Выбрать главу

Симонова Дарья Всеволодовна Пинг-понг жив

Мы его слушались, хоть он и улыбался предательски, и не появлялся, когда его ждали, и обманывал до обидного легко, а если гостил, то выворачивал дом наизнанку и ломал любимую дедушкину трубку, единственную память... Не любил фетиши, плевать хотел на них, обсмеивал, и сам после себя почти ничего не оставил, разве что шарфик полосатый, поеденный молью. Но это из того, что осталось мне, - а я, может, чего не знаю, не факт, что кому он и миллионы не припас в тайничке за домом, почему нет, с Марсика все станется. У него имя уменьшительное получалось кошачьим, но все потому что мама назвала его невообразимо - Марс. Она сочла, что раз у ее знакомой модистки дочка Венера, то какие тогда возражения. Марс - бог войны, ему приносят жертвы, чтобы победить? Тогда имя "в руку".

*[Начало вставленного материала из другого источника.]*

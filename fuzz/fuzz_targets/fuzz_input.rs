// SPDX-License-Identifier: MIT
// SPDX-FileCopyrightText: 2025 Jonathan D. A. Jewell <hyperpolymath>

#![no_main]

use arbitrary::Arbitrary;
use libfuzzer_sys::fuzz_target;

use orderly::allocator::sequenced_name;
use orderly::analysis::{split_sentences, KeywordSummarizer};
use orderly::classify::{type_tag, TypeClassifier};
use orderly::owner::OwnerResolver;

#[derive(Debug, Arbitrary)]
struct Input<'a> {
    filename: &'a str,
    text: &'a str,
    sequence: u32,
}

fuzz_target!(|input: Input<'_>| {
    let classifier = TypeClassifier::default();
    let _ = classifier.bucket_for(input.filename);
    let _ = type_tag(input.filename);

    let owner = OwnerResolver::default().resolve(input.filename);
    assert!(!owner.is_empty());
    assert!(!owner.contains('/'));

    let _ = sequenced_name(input.filename, input.sequence);

    let summarizer = KeywordSummarizer::default();
    let first = summarizer.analyze(input.text);
    assert_eq!(first, summarizer.analyze(input.text));
    let _ = split_sentences(input.text);
});
// SPDX-License-Identifier: MIT
// SPDX-FileCopyrightText: 2025 Jonathan D. A. Jewell <hyperpolymath>

//! Plain text files

use std::fs::File;
use std::io::Read;
use std::path::Path;

use super::RawText;
use crate::Result;

/// Read at most `max_bytes` of a file; the flag is set when more was available
pub(crate) fn read_bounded(path: &Path, max_bytes: u64) -> Result<(Vec<u8>, bool)> {
    let file = File::open(path)?;
    let mut bytes = Vec::new();
    file.take(max_bytes.saturating_add(1)).read_to_end(&mut bytes)?;

    let truncated = bytes.len() as u64 > max_bytes;
    if truncated {
        bytes.truncate(max_bytes as usize);
    }
    Ok((bytes, truncated))
}

/// Decode bytes as UTF-8, replacing invalid sequences.
///
/// A multi-byte char split by truncation is dropped instead of replaced.
pub(crate) fn decode_lossy(bytes: &[u8], truncated: bool) -> String {
    let mut text = String::from_utf8_lossy(bytes).into_owned();
    if truncated {
        while text.ends_with('\u{FFFD}') {
            text.pop();
        }
    }
    text
}

pub(crate) fn extract(path: &Path, max_bytes: u64) -> Result<RawText> {
    let (bytes, truncated) = read_bounded(path, max_bytes)?;
    Ok(RawText {
        text: decode_lossy(&bytes, truncated),
        truncated,
    })
}
// SPDX-License-Identifier: MIT
// SPDX-FileCopyrightText: 2025 Jonathan D. A. Jewell <hyperpolymath>

//! Orderly: file classification, safe relocation and text analysis
//!
//! Sorts a directory tree into `{bucket}/{owner}/` folders without losing
//! files to name collisions, pulls text out of documents, and records
//! keywords, summaries and per-run statistics.

pub mod allocator;
pub mod analysis;
pub mod classify;
pub mod config;
pub mod db;
pub mod engine;
pub mod error;
pub mod export;
pub mod extractors;
pub mod models;
pub mod owner;

pub use config::AppConfig;
pub use engine::OrganizerEngine;
pub use error::{OrderlyError, Result};
use std::path::{Path, PathBuf};
use std::time::Duration;

use serde::{Deserialize, Serialize};

use crate::error::ConfigError;
use crate::services::feed::validate_topic;

pub const DEFAULT_SERVER: &str = "https://ntfy.sh";

/// Process configuration. Defaults, then an optional JSON file, then env.
#[derive(Debug, Clone, Serialize, Deserialize)]
#[serde(default)]
pub struct Config {
    pub server: String,
    pub state_path: PathBuf,
    pub connection: ConnectionConfig,
    pub history_cap: usize,
    pub reply_retry_delay_ms: u64,
    pub request_timeout_secs: u64,
    /// Seeds `UserSettings` on first run only.
    pub topic: Option<String>,
    pub reply_topic: Option<String>,
    pub push: Option<PushConfig>,
}

impl Default for Config {
    fn default() -> Self {
        Self {
            server: DEFAULT_SERVER.to_string(),
            state_path: PathBuf::from("nudge-state.json"),
            connection: ConnectionConfig::default(),
            history_cap: 100,
            reply_retry_delay_ms: 1_000,
            request_timeout_secs: 10,
            topic: None,
            reply_topic: None,
            push: None,
        }
    }
}

/// Tuning for the live connection. The stale threshold must sit well above
/// the server keepalive interval (45 s on ntfy).
#[derive(Debug, Clone, PartialEq, Serialize, Deserialize)]
#[serde(default)]
pub struct ConnectionConfig {
    pub backoff_floor_ms: u64,
    pub backoff_ceiling_ms: u64,
    pub stale_after_secs: u64,
    /// Bound on the socket handshake; a hung open counts as a failed one.
    pub connect_timeout_secs: u64,
    pub catch_up_skew_secs: i64,
    pub catch_up_lookback_secs: i64,
    pub seen_cap: usize,
}

impl Default for ConnectionConfig {
    fn default() -> Self {
        Self {
            backoff_floor_ms: 1_000,
            backoff_ceiling_ms: 30_000,
            stale_after_secs: 90,
            connect_timeout_secs: 20,
            catch_up_skew_secs: 5,
            catch_up_lookback_secs: 3_600,
            seen_cap: 500,
        }
    }
}

impl ConnectionConfig {
    pub fn backoff_floor(&self) -> Duration {
        Duration::from_millis(self.backoff_floor_ms)
    }

    pub fn backoff_ceiling(&self) -> Duration {
        Duration::from_millis(self.backoff_ceiling_ms)
    }

    pub fn stale_after(&self) -> Duration {
        Duration::from_secs(self.stale_after_secs)
    }

    pub fn connect_timeout(&self) -> Duration {
        Duration::from_secs(self.connect_timeout_secs)
    }
}

/// Wake-up endpoint handed out by a push distributor, with its key pair.
#[derive(Debug, Clone, PartialEq, Serialize, Deserialize)]
pub struct PushConfig {
    pub endpoint: String,
    /// Base64url P-256 public key.
    pub p256dh: String,
    /// Base64url auth secret.
    pub auth: String,
}

impl Config {
    /// Loads from `NUDGE_CONFIG` if set, then applies env overrides.
    pub fn load() -> Result<Self, ConfigError> {
        let mut config = match std::env::var_os("NUDGE_CONFIG") {
            Some(path) => Self::from_file(Path::new(&path))?,
            None => Self::default(),
        };
        config.apply_env(|key| std::env::var(key).ok());
        config.validate()?;
        Ok(config)
    }

    pub fn from_file(path: &Path) -> Result<Self, ConfigError> {
        let content = std::fs::read_to_string(path)?;
        Ok(serde_json::from_str(&content)?)
    }

    pub fn apply_env(&mut self, lookup: impl Fn(&str) -> Option<String>) {
        if let Some(server) = lookup("NUDGE_SERVER") {
            self.server = server;
        }
        if let Some(path) = lookup("NUDGE_STATE") {
            self.state_path = PathBuf::from(path);
        }
        if let Some(topic) = lookup("NUDGE_TOPIC") {
            self.topic = Some(topic);
        }
        if let Some(topic) = lookup("NUDGE_REPLY_TOPIC") {
            self.reply_topic = Some(topic);
        }
    }

    pub fn validate(&self) -> Result<(), ConfigError> {
        if !(self.server.starts_with("http://") || self.server.starts_with("https://")) {
            return Err(ConfigError::Invalid(format!(
                "server must be an http(s) url, got {}",
                self.server
            )));
        }
        if self.connection.backoff_floor_ms == 0 {
            return Err(ConfigError::Invalid("backoff_floor_ms must be positive".into()));
        }
        if self.connection.stale_after_secs == 0 {
            return Err(ConfigError::Invalid("stale_after_secs must be positive".into()));
        }
        if self.connection.connect_timeout_secs == 0 {
            return Err(ConfigError::Invalid("connect_timeout_secs must be positive".into()));
        }
        for topic in [&self.topic, &self.reply_topic].into_iter().flatten() {
            validate_topic(topic).map_err(|e| ConfigError::Invalid(e.to_string()))?;
        }
        Ok(())
    }

    pub fn reply_retry_delay(&self) -> Duration {
        Duration::from_millis(self.reply_retry_delay_ms)
    }

    pub fn request_timeout(&self) -> Duration {
        Duration::from_secs(self.request_timeout_secs)
    }
}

Венера, кстати, здравствует по сей день, но кто бы мог предположить, что она - ружье, стреляющее в последнем акте. Не ружье, конечно, а дамский короткоствольный пистолетик, забыла, как называется, не забыла - никогда не знала, не люблю оружие.

Марсик любил гнездиться в центре города, среди архитектурных излишеств, где плюнь - попадешь в гида с японцами или в маршалла на "Чайке", если лет сорок назад.

...больше всех машин на свете я люблю нашу Чайку. Феррари-муррари против Чайки - купчишка в фальшивой бирюзе. Марсик, впрочем, не чересчур играл в сноба, и не гнушался выбираться к друзьям на выселки. Но уж на праздники пропадал в лучших домах, никому из нас неведомых, "но милых". Мама родная, как я ему завидовала! Особенно на Новый год. Все вранье? Нет, во мне дело, я смакую блестящую брехню про посольских отпрысков, лобстере в аквариуме и крошечной морской живности, запечатанной в перстень. Красиво и жестоко - маленький осьминожек замурован на ПМЖ в безделушке. Марсик утверждал, что владелица медленно сходит с ума от жалости, ей подарил эту похабень один грек. Онассис, наверное... Надо ли писать Онассиса с двумя "с"? По-моему, это излишество...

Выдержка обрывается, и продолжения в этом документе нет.